# Task instructions
Lines with the string "match" must each be copied from the listing.

^^^^

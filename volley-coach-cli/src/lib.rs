// Library exports for the volley-coach CLI
// This allows testing of internal modules

pub mod commands;
pub mod config;
pub mod input;
pub mod output;
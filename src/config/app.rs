use anyhow::{Context, Result};
use std::env;

use super::scoring::{ScoringConfig, ScoringProfile};

#[derive(Debug, Clone)]
pub struct AppConfig {
    pub host: String,
    pub port: u16,
    pub environment: String,
    pub log_level: String,
    /// Optional TOML file with the scoring configuration
    pub scoring_config_path: Option<String>,
    /// Overrides the profile from the scoring configuration
    pub scoring_profile: Option<ScoringProfile>,
}

impl AppConfig {
    pub fn from_env() -> Result<Self> {
        let host = env::var("HOST").unwrap_or_else(|_| "0.0.0.0".to_string());
        let port = env::var("PORT")
            .unwrap_or_else(|_| "3000".to_string())
            .parse()
            .unwrap_or(3000);
        let environment = env::var("ENVIRONMENT").unwrap_or_else(|_| "development".to_string());
        let log_level = env::var("LOG_LEVEL").unwrap_or_else(|_| "info".to_string());
        let scoring_config_path = env::var("SCORING_CONFIG").ok();
        let scoring_profile = match env::var("SCORING_PROFILE") {
            Ok(value) => Some(value.parse().map_err(anyhow::Error::msg)?),
            Err(_) => None,
        };

        Ok(AppConfig {
            host,
            port,
            environment,
            log_level,
            scoring_config_path,
            scoring_profile,
        })
    }

    /// Build the scoring configuration: file if given, defaults otherwise, then the profile override
    pub fn scoring_config(&self) -> Result<ScoringConfig> {
        let mut config = match &self.scoring_config_path {
            Some(path) => ScoringConfig::from_file(path)
                .with_context(|| format!("Failed to load scoring config from {}", path))?,
            None => ScoringConfig::default(),
        };

        if let Some(profile) = self.scoring_profile {
            config.profile = profile;
            config
                .validate()
                .context("Scoring config invalid after profile override")?;
        }

        Ok(config)
    }

    pub fn server_address(&self) -> String {
        format!("{}:{}", self.host, self.port)
    }
}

^^^^

# Expected answer
        let scoring_profile = match env::var("SCORING_PROFILE") {
        let mut config = match &self.scoring_config_path {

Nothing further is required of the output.